No, of course it isn’t actual chick juggling, that would be cruel – especially when you consider my lack of juggling skills.
A week or so ago I hatched out 6 Rhode Island Red chicks – the start of a new little flock for us – and one naked neck.
Four days later five turkeys joined the gang.
These are the only turkeys that have hatched this year and they were done in the incubator. I think we need to introduce some genetic diversity to our flock to improve the hens’ sitting abilities.
These little 13 birds were starting to get bored with their brooder so I resolved to move them to the chick shed in the duck area.
There was only one problem: there were already 20 birds in the chick shed and its associated garden.

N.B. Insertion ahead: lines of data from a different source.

//! The Grace persona and the fixed parameters of every completion call.

use std::time::Duration;

/// Model used when none is configured.
pub const DEFAULT_MODEL: &str = "claude-3-5-sonnet-20240620";

/// Output token cap for every reply.
pub const MAX_TOKENS: u32 = 400;

/// Minimum spacing between the start of two outbound completion calls.
pub const MIN_REQUEST_INTERVAL: Duration = Duration::from_millis(500);

/// Plain-text body of the liveness endpoint.
pub const LIVENESS_MESSAGE: &str = "GraceAI Backend is running!";

/// Introduction shown to a user opening a new conversation.
pub const INTRO: &str = "Hi, I'm Grace, a compassionate Christian therapy assistant here to provide support and encouragement. How can I assist you today? I'm here to listen with an open heart and offer guidance grounded in faith, hope and love.";

/// System prompt prepended to every completion call.
pub const SYSTEM_PROMPT: &str = r#"
You are Grace, a compassionate Christian therapy assistant AI. Your role is to provide support, encouragement, and therapeutic advice based on Christian values and teachings. Your tone should always be warm, empathetic, and non-judgmental, creating a safe and supportive environment for those seeking help.

Key points to consider:

- Use language that reflects Christian values, such as "faith," "hope," "love," "grace," "forgiveness," and "redemption."
- Incorporate appropriate Bible verses to offer spiritual encouragement and guidance.
- Be respectful of the individual's experiences and emotions, providing comfort and understanding.
- Offer practical advice that aligns with Christian principles and supports emotional, spiritual, and physical well-being.
- Encourage prayer, reflection, and connection with God as part of the therapeutic process.
- Be mindful of the diversity within the Christian faith and show respect for different denominations, practices, and cultural backgrounds.
- Maintain appropriate boundaries in your interactions, remembering your role as an AI assistant.
- Recognize potential crisis situations and provide appropriate resources and encouragement to seek professional help when necessary.

Always prioritize the individual's holistic health - mental, emotional, spiritual, and physical - and offer your support with kindness and compassion.

Disclaimer: Remind users that you are an AI assistant and not a replacement for professional mental health care or pastoral counseling. Encourage seeking professional help when appropriate. Assure users that their conversations with you are treated as confidential.
"#;
//! # Cameras
//!
//! [`SceneCamera`] is the projection half of a runtime camera entity; its
//! view comes from the entity transform. [`EditorCamera`] carries its own
//! view and orbits a focal point.
//!
//! Both use right-handed, Y-up view space with depth mapped to [-1, 1].

use serde::{Deserialize, Serialize};

use crate::foundation::math::{utils, Mat4, Mat4Ext, Quat, Vec2, Vec3};

/// Projection used by a [`SceneCamera`]
#[derive(Debug, Clone, Copy, PartialEq, Eq, Serialize, Deserialize, Default)]
pub enum ProjectionType {
    /// Perspective projection
    #[default]
    Perspective,
    /// Orthographic projection
    Orthographic,
}

/// Camera projection for runtime cameras
#[derive(Debug, Clone, PartialEq, Serialize, Deserialize)]
pub struct SceneCamera {
    projection_type: ProjectionType,
    perspective_fov: f32,
    perspective_near: f32,
    perspective_far: f32,
    orthographic_size: f32,
    orthographic_near: f32,
    orthographic_far: f32,
    aspect_ratio: f32,
}

impl Default for SceneCamera {
    fn default() -> Self {
        Self {
            projection_type: ProjectionType::Perspective,
            perspective_fov: utils::deg_to_rad(45.0),
            perspective_near: 0.01,
            perspective_far: 1000.0,
            orthographic_size: 10.0,
            orthographic_near: -1.0,
            orthographic_far: 1.0,
            aspect_ratio: 16.0 / 9.0,
        }
    }
}

impl SceneCamera {
    /// Perspective camera; `fov_degrees` is the vertical field of view
    pub fn perspective(fov_degrees: f32, near: f32, far: f32) -> Self {
        Self {
            projection_type: ProjectionType::Perspective,
            perspective_fov: utils::deg_to_rad(fov_degrees),
            perspective_near: near,
            perspective_far: far,
            ..Default::default()
        }
    }

    /// Orthographic camera showing `size` world units vertically
    pub fn orthographic(size: f32, near: f32, far: f32) -> Self {
        Self {
            projection_type: ProjectionType::Orthographic,
            orthographic_size: size,
            orthographic_near: near,
            orthographic_far: far,
            ..Default::default()
        }
    }

    /// Match the aspect ratio to a viewport; zero sizes are ignored
    pub fn set_viewport_size(&mut self, width: u32, height: u32) {
        if width == 0 || height == 0 {
            return;
        }
        self.aspect_ratio = width as f32 / height as f32;
    }

    /// Projection matrix
    pub fn projection(&self) -> Mat4 {
        match self.projection_type {
            ProjectionType::Perspective => Mat4::perspective(
                self.perspective_fov,
                self.aspect_ratio,
                self.perspective_near,
                self.perspective_far,
            ),
            ProjectionType::Orthographic => {
                let half_height = self.orthographic_size * 0.5;
                let half_width = half_height * self.aspect_ratio;
                Mat4::orthographic(
                    -half_width,
                    half_width,
                    -half_height,
                    half_height,
                    self.orthographic_near,
                    self.orthographic_far,
                )
            }
        }
    }

    /// Projection kind
    pub fn projection_type(&self) -> ProjectionType {
        self.projection_type
    }

    /// Switch projection kind
    pub fn set_projection_type(&mut self, projection_type: ProjectionType) {
        self.projection_type = projection_type;
    }

    /// Width over height
    pub fn aspect_ratio(&self) -> f32 {
        self.aspect_ratio
    }

    /// Vertical extent of the orthographic view
    pub fn orthographic_size(&self) -> f32 {
        self.orthographic_size
    }
}

/// Orbiting editor camera
///
/// The camera sits `distance` units from `focal_point`, rotated by yaw and
/// pitch. All angles are in radians.
#[derive(Debug, Clone, PartialEq)]
pub struct EditorCamera {
    fov: f32,
    aspect_ratio: f32,
    near: f32,
    far: f32,
    focal_point: Vec3,
    distance: f32,
    pitch: f32,
    yaw: f32,
    viewport: (u32, u32),
}

impl Default for EditorCamera {
    fn default() -> Self {
        Self::new(45.0, 16.0 / 9.0, 0.1, 1000.0)
    }
}

impl EditorCamera {
    /// Camera ten units in front of the origin
    pub fn new(fov_degrees: f32, aspect_ratio: f32, near: f32, far: f32) -> Self {
        Self {
            fov: utils::deg_to_rad(fov_degrees),
            aspect_ratio,
            near,
            far,
            focal_point: Vec3::zeros(),
            distance: 10.0,
            pitch: 0.0,
            yaw: 0.0,
            viewport: (1280, 720),
        }
    }

    /// Match the aspect ratio to a viewport; zero sizes are ignored
    pub fn set_viewport_size(&mut self, width: u32, height: u32) {
        if width == 0 || height == 0 {
            return;
        }
        self.viewport = (width, height);
        self.aspect_ratio = width as f32 / height as f32;
    }

    /// Rotation of the camera
    pub fn orientation(&self) -> Quat {
        Quat::from_euler_angles(-self.pitch, -self.yaw, 0.0)
    }

    /// Viewing direction
    pub fn forward(&self) -> Vec3 {
        self.orientation() * Vec3::new(0.0, 0.0, -1.0)
    }

    /// Camera right vector
    pub fn right(&self) -> Vec3 {
        self.orientation() * Vec3::new(1.0, 0.0, 0.0)
    }

    /// Camera up vector
    pub fn up(&self) -> Vec3 {
        self.orientation() * Vec3::new(0.0, 1.0, 0.0)
    }

    /// World position of the eye
    pub fn position(&self) -> Vec3 {
        self.focal_point - self.forward() * self.distance
    }

    /// World-to-view matrix
    pub fn view_matrix(&self) -> Mat4 {
        Mat4::look_at(self.position(), self.focal_point, self.up())
    }

    /// Projection matrix
    pub fn projection(&self) -> Mat4 {
        Mat4::perspective(self.fov, self.aspect_ratio, self.near, self.far)
    }

    /// Projection times view
    pub fn view_projection(&self) -> Mat4 {
        self.projection() * self.view_matrix()
    }

    /// Rotate around the focal point by a mouse delta
    pub fn orbit(&mut self, delta: Vec2) {
        const ROTATION_SPEED: f32 = 0.8;
        let yaw_sign = if self.up().y < 0.0 { -1.0 } else { 1.0 };
        self.yaw += yaw_sign * delta.x * ROTATION_SPEED;
        self.pitch += delta.y * ROTATION_SPEED;
    }

    /// Move the focal point in the view plane by a mouse delta
    pub fn pan(&mut self, delta: Vec2) {
        let (x_speed, y_speed) = self.pan_speed();
        self.focal_point += -self.right() * delta.x * x_speed * self.distance;
        self.focal_point += self.up() * delta.y * y_speed * self.distance;
    }

    /// Move toward the focal point; pushing past it moves the focal point
    pub fn zoom(&mut self, delta: f32) {
        self.distance -= delta * self.zoom_speed();
        if self.distance < 1.0 {
            self.focal_point += self.forward();
            self.distance = 1.0;
        }
    }

    /// Point the camera orbits
    pub fn focal_point(&self) -> Vec3 {
        self.focal_point
    }

    /// Set the point the camera orbits
    pub fn set_focal_point(&mut self, focal_point: Vec3) {
        self.focal_point = focal_point;
    }

    /// Eye distance from the focal point
    pub fn distance(&self) -> f32 {
        self.distance
    }

    /// Set the eye distance from the focal point
    pub fn set_distance(&mut self, distance: f32) {
        self.distance = distance.max(0.0);
    }

    /// Rotation about the camera X axis
    pub fn pitch(&self) -> f32 {
        self.pitch
    }

    /// Rotation about the world Y axis
    pub fn yaw(&self) -> f32 {
        self.yaw
    }

    // Quadratic fit so panning feels uniform across viewport sizes.
    fn pan_speed(&self) -> (f32, f32) {
        let fit = |extent: u32| {
            let x = (extent as f32 / 1000.0).min(2.4);
            0.0366 * (x * x) - 0.1778 * x + 0.3021
        };
        (fit(self.viewport.0), fit(self.viewport.1))
    }

    fn zoom_speed(&self) -> f32 {
        let distance = (self.distance * 0.2).max(0.0);
        (distance * distance).min(100.0)
    }
}

#[cfg(test)]
mod tests {
    use super::*;
    use approx::assert_relative_eq;

    #[test]
    fn test_scene_camera_tracks_viewport_aspect() {
        let mut camera = SceneCamera::orthographic(10.0, -1.0, 1.0);
        camera.set_viewport_size(1600, 800);
        assert_relative_eq!(camera.aspect_ratio(), 2.0);

        camera.set_viewport_size(0, 800);
        assert_relative_eq!(camera.aspect_ratio(), 2.0);
    }

    #[test]
    fn test_orthographic_projection_maps_extent_to_clip_space() {
        let mut camera = SceneCamera::orthographic(4.0, -1.0, 1.0);
        camera.set_viewport_size(100, 100);
        let corner = camera.projection().transform_point(&crate::foundation::math::Point3::new(2.0, 2.0, 0.0));
        assert_relative_eq!(corner.x, 1.0, epsilon = 1e-6);
        assert_relative_eq!(corner.y, 1.0, epsilon = 1e-6);
    }

    #[test]
    fn test_editor_camera_default_looks_down_negative_z() {
        let camera = EditorCamera::default();
        assert_relative_eq!(camera.forward(), Vec3::new(0.0, 0.0, -1.0), epsilon = 1e-6);
        assert_relative_eq!(camera.position(), Vec3::new(0.0, 0.0, 10.0), epsilon = 1e-6);
    }

    #[test]
    fn test_zoom_clamps_at_focal_point() {
        let mut camera = EditorCamera::default();
        camera.set_distance(1.5);
        camera.zoom(100.0);
        assert_relative_eq!(camera.distance(), 1.0);
        assert_relative_eq!(camera.focal_point().z, -1.0, epsilon = 1e-6);
    }

    #[test]
    fn test_orbit_changes_yaw_and_pitch() {
        let mut camera = EditorCamera::default();
        camera.orbit(Vec2::new(0.5, 0.25));
        assert_relative_eq!(camera.yaw(), 0.4);
        assert_relative_eq!(camera.pitch(), 0.2);
    }
}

This meant spending Sunday evening at dusk during the bank holiday weekend moving these chickens, and the 10 living in the cube and the three little naked necks hatched out by the Ixworth to their new big quarters.
Everyone seems to have settled in well. They are only kept in the run with the door shut for a few days until they are settled on where to roost for the night. We will let them free-range from today.
There are a bunch of different chickens in here.
Some Naked Neck chicks that we hatched out from Red Rooster and his girls – these are our meat birds.
And some Marans, blue-egg layers and Ixworths. These last three together with the Rhode Island Red chicks will form the basis of our new smallholding breeding flocks. The Marans (dark brown with golden necks) come from two different flocks and it looks like there are a couple of cockerels in there. There are definitely some blue-egg laying (grey speckled) cockerels and these will join our existing 4 blue-egg layers. But only 4 Ixworths (white) hatched and they all look like they are hens. So as we ate our last Ixworth cockerel as we weren’t convinced he was doing his job we will have to purchase more eggs next year and hope for a cockerel.